Adrenal failure due to adrenal haemorrhage is rare, but potentially fatal [6, 11]. In childhood, it generally presents with nonspecific signs and symptoms, such as fatigue, malaise, abdominal pain, nausea, and vomiting, without hyperpigmentation. Therefore, diagnosis and treatment may often be delayed. Our case showed prolonged abdominal pain and deranged coagulation, and early recognition of adrenal insufficiency due to adrenal haemorrhage enabled early intervention. The pathophysiology of adrenal gland bleeding remains unclear. The adrenal gland comprises a rich arterial supply with a single vein limiting blood drainage, a thrombosed vein can result in progressive increase in arterial blood pressure [12].
Antibodies promoting thrombosis are known to be associated with autoimmune diseases, such as antiphospholipid syndrome, or to be produced in reaction to an acute infection, particularly in children [13, 14]. However, our patient developed SLE after 1 year, a development described less frequently than the opposite one [9, 15]. Moreover, the patient did not fit the SLICC diagnostic criteria for SLE, nor is haemorrhage, with the partial exception of alveolar haemorrhage, a typical presentation of SLE. However, autoantibodies, including LA and ANA, persisted [16]. The development of autoantibodies has been reported to precede clinical manifestations of autoimmune diseases, such as SLE [9]. Renal dysfunction was also observed when SLE was diagnosed in our case. Therefore, we emphasize that the finding of autoantibodies in a patient with coagulation disorders should be followed by long-term monitoring.
Lupus anticoagulant-hypoprothrombinemia syndrome (LAHPS) is characterized by bleeding and thrombosis in patients with autoimmune diseases or infections. Paediatric LAHPS exhibits various degrees of bleeding, ranging from mild to severe, however, adrenal haemorrhage due to LAHPS and its long-term clinical course have not been sufficiently described.
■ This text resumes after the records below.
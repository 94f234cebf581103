// Python-bindinger for de rene transformasjonene. JSON inn, JSON ut, som
// resten av kjernen sine grensesnitt mot Python.

use pyo3::exceptions::{PyIndexError, PyValueError};
use pyo3::prelude::*;
use pyo3::wrap_pyfunction;

use crate::errors::GraphError;
use crate::models::Workout;
use crate::progress::{analytic_layout, locate};
use crate::workout_graph::build_interval_graph;
use crate::zones::classify;

fn to_py_err(e: GraphError) -> PyErr {
    match e {
        GraphError::ProgressIndexOutOfRange { .. } => PyIndexError::new_err(e.to_string()),
        other => PyValueError::new_err(other.to_string()),
    }
}

fn to_json<T: serde::Serialize>(value: &T) -> PyResult<String> {
    serde_json::to_string(value).map_err(|e| PyValueError::new_err(e.to_string()))
}

#[pyfunction]
#[pyo3(signature = (value, ftp=None))]
fn classify_zone(value: f64, ftp: Option<f64>) -> &'static str {
    classify(value, ftp).name()
}

#[pyfunction]
fn scale_height(max: f64, value: f64) -> PyResult<f64> {
    if max == 0.0 {
        return Err(PyValueError::new_err("max må være ulik null"));
    }
    Ok(crate::scaling::scale_height(max, value))
}

#[pyfunction]
fn interval_graph_json(workout_json: &str, ftp: f64) -> PyResult<String> {
    let workout = Workout::from_json(workout_json).map_err(to_py_err)?;
    let graph = build_interval_graph(&workout, ftp).map_err(to_py_err)?;
    to_json(&graph)
}

/// Progress for intervall `index`, beregnet fra analytisk layout.
#[pyfunction]
fn locate_progress_json(workout_json: &str, ftp: f64, index: usize) -> PyResult<String> {
    let workout = Workout::from_json(workout_json).map_err(to_py_err)?;
    let graph = build_interval_graph(&workout, ftp).map_err(to_py_err)?;
    let state = locate(index, &analytic_layout(&graph)).map_err(to_py_err)?;
    to_json(&state)
}

#[pymodule]
fn zonegraph_core(_py: Python, m: &PyModule) -> PyResult<()> {
    m.add_function(wrap_pyfunction!(classify_zone, m)?)?;
    m.add_function(wrap_pyfunction!(scale_height, m)?)?;
    m.add_function(wrap_pyfunction!(interval_graph_json, m)?)?;
    m.add_function(wrap_pyfunction!(locate_progress_json, m)?)?;
    Ok(())
}
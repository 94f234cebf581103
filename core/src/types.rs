use serde::{Deserialize, Serialize};

use crate::zones::Zone;

/// Én stolpe i live-grafen. Eies av `StreamingBarBuffer` til den skyves ut.
#[derive(Debug, Clone, PartialEq, Serialize, Deserialize)]
pub struct RenderedBar {
    pub zone: Zone,
    pub height_percent: f64,
    pub width_units: u32,
    pub value: f64, // rå sample (watt), beholdt for reklassifisering
}

/// Ett steg i intervallgrafen.
#[derive(Debug, Clone, PartialEq, Serialize, Deserialize)]
pub struct RenderedSegment {
    pub zone: Zone,
    pub height_percent: f64,
    pub width_percent: f64, // av foreldregruppen
    pub info_power: String,
    pub info_power_unit: String,
    pub info_time: String,
}

/// Ett intervall: bredde i visningsenheter, steg i rekkefølge.
#[derive(Debug, Clone, PartialEq, Serialize, Deserialize)]
pub struct SegmentGroup {
    pub width_units: u32,
    pub segments: Vec<RenderedSegment>,
}

/// Avgrensningsboks for en intervallgruppe i grafens koordinatrom.
#[derive(Debug, Clone, Copy, PartialEq, Default, Serialize, Deserialize)]
pub struct GroupGeometry {
    pub left: f64,
    pub width: f64,
}

/// Posisjon og bredde for progress-overlegget.
#[derive(Debug, Clone, Copy, PartialEq, Default, Serialize, Deserialize)]
pub struct ProgressState {
    pub left: f64,
    pub width: f64,
}

impl From<GroupGeometry> for ProgressState {
    fn from(g: GroupGeometry) -> Self {
        Self {
            left: g.left,
            width: g.width,
        }
    }
}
A 9-year-old boy presented with prolonged abdominal pain and abnormal coagulation screening tests. The laboratory tests showed prolonged activated partial thromboplastin time and subsequently revealed the presence of lupus anticoagulant, anti-nuclear antibodies, and hypoprothrombinemia, leading to diagnosis of LAHPS. An enhanced computed tomogram demonstrated nodular lesions in the adrenal glands bilaterally, suggestive of adrenal haemorrhage. Laboratory and clinical manifestations exhibited life-threatening adrenal insufficiency that required hydrocortisone administration. The patient developed systemic lupus erythematosus, diagnosed 12 months later.
This patient with LAHPS developed rare adrenal failure due to adrenal haemorrhage, a life-threatening event that should be recognized and treated early. In our case, renal dysfunction was also observed when systemic lupus erythematosus was diagnosed 1 year after LAHPS. Our case emphasizes that early recognition of adrenal failure and careful long-term observation is required in patients with autoantibodies.